Your Name is Safe, You Can Rest Now is a letter to my great-uncle Rikio who died in WWII explaining the impact that his death had on our family for generations. Every household in my family had this photograph of his funeral on their butsudan, a Buddhist altar. Rikio fought in the US Army Infantry 442nd Regiment which consisted almost entirely of second-generation Japanese Americans, and holds the record of being the most highly decorated unit in US Military History. While Rikio and others in Hawaii fought for the US, our family members on the mainland were held in internment camps. Rikio was the youngest of my grandmother’s siblings, and was killed in action in 1944 at the age of 20.
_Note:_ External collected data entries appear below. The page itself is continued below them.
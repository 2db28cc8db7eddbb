//! Compiled code objects.

use std::rc::Rc;

use num_bigint::BigInt;
use serde::{Deserialize, Serialize};

use crate::{intern::StringId, parse::CodeRange};

/// A compile-time constant.
#[derive(Debug, Clone, PartialEq, Serialize, Deserialize)]
pub enum Const {
    None,
    Bool(bool),
    Int(i64),
    BigInt(BigInt),
    Float(f64),
    Str(StringId),
    Bytes(Vec<u8>),
    Ellipsis,
    Tuple(Vec<Const>),
    /// Keyword names for `CallKw` and `MatchClass`; loaded as a tuple of strings.
    Names(Vec<StringId>),
}

/// A protected bytecode range `[start, end)` and where to go when it raises.
///
/// Entries are stored innermost-first, so the first match for an instruction wins.
#[derive(Debug, Clone, Copy, PartialEq, Eq, Serialize, Deserialize)]
pub struct ExceptionEntry {
    pub start: u32,
    pub end: u32,
    pub handler: u32,
    /// Operand stack depth (relative to the frame base) to unwind to before pushing the exception.
    pub stack_depth: u16,
}

impl ExceptionEntry {
    #[must_use]
    pub fn contains(&self, ip: usize) -> bool {
        let ip = ip as u64;
        u64::from(self.start) <= ip && ip < u64::from(self.end)
    }
}

/// Maps a bytecode offset to the source range of the instruction starting there.
#[derive(Debug, Clone, Copy, Serialize, Deserialize)]
pub struct LocationEntry {
    pub offset: u32,
    pub range: CodeRange,
}

/// Parameter layout of a function.
///
/// Parameter slots are, in order: positional-only, positional-or-keyword, `*args`,
/// keyword-only, `**kwargs`; their names are the first entries of `Code::varnames`.
#[derive(Debug, Clone, Copy, Default, PartialEq, Eq, Serialize, Deserialize)]
pub struct Signature {
    pub posonly: u16,
    /// Positional-or-keyword parameters, not counting `posonly`.
    pub args: u16,
    pub kwonly: u16,
    pub varargs: bool,
    pub varkw: bool,
}

impl Signature {
    /// Number of parameters that can be filled positionally.
    #[must_use]
    pub fn positional(&self) -> usize {
        usize::from(self.posonly) + usize::from(self.args)
    }

    /// Slot of `*args`, when present.
    #[must_use]
    pub fn varargs_slot(&self) -> Option<usize> {
        self.varargs.then(|| self.positional())
    }

    /// First keyword-only slot.
    #[must_use]
    pub fn kwonly_start(&self) -> usize {
        self.positional() + usize::from(self.varargs)
    }

    /// Slot of `**kwargs`, when present.
    #[must_use]
    pub fn varkw_slot(&self) -> Option<usize> {
        self.varkw.then(|| self.kwonly_start() + usize::from(self.kwonly))
    }

    /// Total parameter slots.
    #[must_use]
    pub fn param_count(&self) -> usize {
        self.kwonly_start() + usize::from(self.kwonly) + usize::from(self.varkw)
    }
}

/// What a code object's frame does when it returns.
#[derive(Debug, Clone, Copy, PartialEq, Eq, Serialize, Deserialize)]
pub enum CodeKind {
    Module,
    Function,
    Lambda,
    ClassBody,
    Comprehension,
}

/// A compiled function, class body, comprehension or module.
#[derive(Debug, Serialize, Deserialize)]
pub struct Code {
    pub(crate) name: StringId,
    /// Dotted path used in reprs, e.g. `Outer.method.<locals>.inner`.
    pub(crate) qualname: String,
    pub(crate) kind: CodeKind,
    pub(crate) bytecode: Vec<u8>,
    pub(crate) consts: Vec<Const>,
    /// Names used by attribute, global and import instructions.
    pub(crate) names: Vec<StringId>,
    /// Nested functions, classes and comprehensions, indexed by `MakeFunction`.
    pub(crate) children: Vec<Rc<Code>>,
    pub(crate) exception_table: Vec<ExceptionEntry>,
    pub(crate) locations: Vec<LocationEntry>,
    pub(crate) varnames: Vec<StringId>,
    pub(crate) cellvars: Vec<StringId>,
    pub(crate) freevars: Vec<StringId>,
    /// `(parameter slot, cell index)` for parameters captured by inner scopes.
    pub(crate) cell_params: Vec<(u16, u16)>,
    pub(crate) signature: Signature,
    pub(crate) is_generator: bool,
    pub(crate) is_async: bool,
    pub(crate) max_stack: u16,
    /// Index of the source file in the VM's source table.
    pub(crate) source_id: u16,
    /// First line of the definition, for reprs and tracebacks.
    pub(crate) first_line: u32,
}

impl Code {
    #[must_use]
    pub fn bytecode(&self) -> &[u8] {
        &self.bytecode
    }

    #[must_use]
    pub fn consts(&self) -> &[Const] {
        &self.consts
    }

    #[must_use]
    pub fn name(&self) -> StringId {
        self.name
    }

    #[must_use]
    pub fn qualname(&self) -> &str {
        &self.qualname
    }

    /// Total cell slots: cell variables followed by free variables.
    #[must_use]
    pub fn cell_count(&self) -> usize {
        self.cellvars.len() + self.freevars.len()
    }

    /// Name of the variable in cell slot `index`.
    #[must_use]
    pub fn cell_name(&self, index: usize) -> StringId {
        self.cellvars
            .get(index)
            .or_else(|| self.freevars.get(index - self.cellvars.len()))
            .copied()
            .unwrap_or_default()
    }

    /// Innermost handler covering `ip`.
    #[must_use]
    pub fn find_handler(&self, ip: usize) -> Option<&ExceptionEntry> {
        self.exception_table.iter().find(|entry| entry.contains(ip))
    }

    /// Source range of the instruction at `ip`.
    #[must_use]
    pub fn location(&self, ip: usize) -> Option<CodeRange> {
        let ip = u32::try_from(ip).ok()?;
        let index = self.locations.partition_point(|entry| entry.offset <= ip);
        index.checked_sub(1).map(|i| self.locations[i].range)
    }
}

#[cfg(test)]
mod tests {
    use super::*;

    #[test]
    fn signature_slots() {
        let signature = Signature {
            posonly: 1,
            args: 2,
            kwonly: 2,
            varargs: true,
            varkw: true,
        };
        assert_eq!(signature.positional(), 3);
        assert_eq!(signature.varargs_slot(), Some(3));
        assert_eq!(signature.kwonly_start(), 4);
        assert_eq!(signature.varkw_slot(), Some(6));
        assert_eq!(signature.param_count(), 7);
    }

    #[test]
    fn handler_entries_are_half_open() {
        let entry = ExceptionEntry {
            start: 4,
            end: 10,
            handler: 20,
            stack_depth: 0,
        };
        assert!(entry.contains(4));
        assert!(entry.contains(9));
        assert!(!entry.contains(10));
    }
}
Panorama structure variation, Inkjet on Niyodo and Epson photo paper, elephant hide paper and Canson colorlines non-adhesive removable cover, typeset in Diotima
paper, digital ink, ink
About the artist:
Lives in San Antonio, Texas, United States
Keri Miki-Lani Schroeder earned an MFA in Book Art and Creative Writing from Mills College and holds a BA in Art History and German. She was the studio assistant for Julie Chen of Flying Fish Press for four years, and currently works at BookLab II in San Marcos, Texas. Keri creates limited-edition books and prints under the imprint of Coyote Bones Press. She also teaches workshops, and hosts a book art podcast called Books in the Wild.